(Saved data entries)
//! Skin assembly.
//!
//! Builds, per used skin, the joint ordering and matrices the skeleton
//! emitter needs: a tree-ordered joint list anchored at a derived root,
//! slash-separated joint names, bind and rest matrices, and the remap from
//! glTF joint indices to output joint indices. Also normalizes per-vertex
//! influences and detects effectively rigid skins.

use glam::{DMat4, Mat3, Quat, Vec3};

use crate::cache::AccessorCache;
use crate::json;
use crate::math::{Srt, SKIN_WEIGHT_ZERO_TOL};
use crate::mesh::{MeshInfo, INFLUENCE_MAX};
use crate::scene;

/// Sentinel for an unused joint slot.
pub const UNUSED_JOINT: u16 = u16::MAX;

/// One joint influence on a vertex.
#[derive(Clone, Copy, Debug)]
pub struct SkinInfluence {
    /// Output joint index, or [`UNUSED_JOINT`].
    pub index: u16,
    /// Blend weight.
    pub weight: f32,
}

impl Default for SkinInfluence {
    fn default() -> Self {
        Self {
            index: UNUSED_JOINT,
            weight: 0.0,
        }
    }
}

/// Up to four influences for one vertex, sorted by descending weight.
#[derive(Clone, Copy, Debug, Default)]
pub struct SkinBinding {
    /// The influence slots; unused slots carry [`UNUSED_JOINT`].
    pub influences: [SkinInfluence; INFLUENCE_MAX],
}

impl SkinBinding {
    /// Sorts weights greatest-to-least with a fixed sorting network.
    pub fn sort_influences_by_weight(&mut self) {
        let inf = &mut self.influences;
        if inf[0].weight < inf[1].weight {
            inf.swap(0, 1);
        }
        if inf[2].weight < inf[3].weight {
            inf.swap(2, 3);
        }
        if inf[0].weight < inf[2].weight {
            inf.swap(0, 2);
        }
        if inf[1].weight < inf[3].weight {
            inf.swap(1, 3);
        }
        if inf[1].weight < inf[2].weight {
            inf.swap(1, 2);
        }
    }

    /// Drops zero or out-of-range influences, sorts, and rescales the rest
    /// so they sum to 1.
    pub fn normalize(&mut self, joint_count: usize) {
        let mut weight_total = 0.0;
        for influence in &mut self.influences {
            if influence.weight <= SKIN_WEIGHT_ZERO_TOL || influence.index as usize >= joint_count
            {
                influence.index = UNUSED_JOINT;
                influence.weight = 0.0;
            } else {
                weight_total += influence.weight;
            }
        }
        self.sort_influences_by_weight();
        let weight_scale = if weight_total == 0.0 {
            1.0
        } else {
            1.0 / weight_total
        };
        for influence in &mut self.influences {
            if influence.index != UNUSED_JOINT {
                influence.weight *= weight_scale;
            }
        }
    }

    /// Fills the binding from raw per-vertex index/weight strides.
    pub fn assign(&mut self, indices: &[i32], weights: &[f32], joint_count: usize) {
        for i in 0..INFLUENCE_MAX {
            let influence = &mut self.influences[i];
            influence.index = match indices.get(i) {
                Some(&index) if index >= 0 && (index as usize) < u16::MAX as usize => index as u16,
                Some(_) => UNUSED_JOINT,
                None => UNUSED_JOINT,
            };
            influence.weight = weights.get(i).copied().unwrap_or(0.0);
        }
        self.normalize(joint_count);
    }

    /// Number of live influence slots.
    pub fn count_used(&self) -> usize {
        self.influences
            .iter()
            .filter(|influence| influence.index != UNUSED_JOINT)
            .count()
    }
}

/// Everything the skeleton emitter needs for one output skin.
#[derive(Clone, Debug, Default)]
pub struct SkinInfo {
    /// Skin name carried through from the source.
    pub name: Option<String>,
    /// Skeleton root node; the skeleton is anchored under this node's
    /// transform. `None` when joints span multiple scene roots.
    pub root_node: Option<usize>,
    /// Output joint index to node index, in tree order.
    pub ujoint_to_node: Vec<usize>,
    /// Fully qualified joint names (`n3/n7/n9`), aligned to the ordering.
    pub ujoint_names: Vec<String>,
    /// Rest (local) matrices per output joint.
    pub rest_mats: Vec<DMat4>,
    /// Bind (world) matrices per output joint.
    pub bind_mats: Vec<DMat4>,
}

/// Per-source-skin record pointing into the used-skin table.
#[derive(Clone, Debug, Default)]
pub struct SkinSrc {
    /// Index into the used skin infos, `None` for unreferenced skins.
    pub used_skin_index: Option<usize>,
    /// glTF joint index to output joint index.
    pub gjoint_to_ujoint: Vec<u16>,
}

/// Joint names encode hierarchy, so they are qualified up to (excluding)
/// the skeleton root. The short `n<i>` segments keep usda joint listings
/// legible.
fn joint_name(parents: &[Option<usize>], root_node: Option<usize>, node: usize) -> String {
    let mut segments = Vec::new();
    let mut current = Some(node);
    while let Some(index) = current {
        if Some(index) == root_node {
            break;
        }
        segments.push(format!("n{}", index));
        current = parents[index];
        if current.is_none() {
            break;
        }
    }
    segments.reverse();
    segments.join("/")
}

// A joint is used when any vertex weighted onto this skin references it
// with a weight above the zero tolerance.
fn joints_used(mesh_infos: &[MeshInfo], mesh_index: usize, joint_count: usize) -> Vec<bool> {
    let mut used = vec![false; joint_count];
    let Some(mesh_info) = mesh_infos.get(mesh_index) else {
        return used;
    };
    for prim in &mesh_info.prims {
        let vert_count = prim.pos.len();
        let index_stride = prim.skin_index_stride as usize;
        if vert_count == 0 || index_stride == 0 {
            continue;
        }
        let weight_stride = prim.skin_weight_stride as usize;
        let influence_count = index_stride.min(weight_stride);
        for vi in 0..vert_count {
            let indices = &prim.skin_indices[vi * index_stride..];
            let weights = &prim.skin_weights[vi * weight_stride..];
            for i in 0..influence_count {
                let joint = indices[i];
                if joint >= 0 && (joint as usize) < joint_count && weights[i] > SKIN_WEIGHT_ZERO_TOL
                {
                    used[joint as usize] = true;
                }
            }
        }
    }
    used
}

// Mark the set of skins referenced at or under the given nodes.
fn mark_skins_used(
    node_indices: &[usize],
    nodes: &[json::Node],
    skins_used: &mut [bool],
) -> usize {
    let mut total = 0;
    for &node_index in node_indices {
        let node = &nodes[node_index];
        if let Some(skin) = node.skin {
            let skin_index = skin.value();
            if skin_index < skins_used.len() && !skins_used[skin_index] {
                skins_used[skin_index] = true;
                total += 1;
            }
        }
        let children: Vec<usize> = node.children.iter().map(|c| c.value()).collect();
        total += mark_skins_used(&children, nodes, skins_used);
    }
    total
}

Work task - Filter the records above for lines with "bool".

Written response -
fn joints_used(mesh_infos: &[MeshInfo], mesh_index: usize, joint_count: usize) -> Vec<bool> {
    skins_used: &mut [bool],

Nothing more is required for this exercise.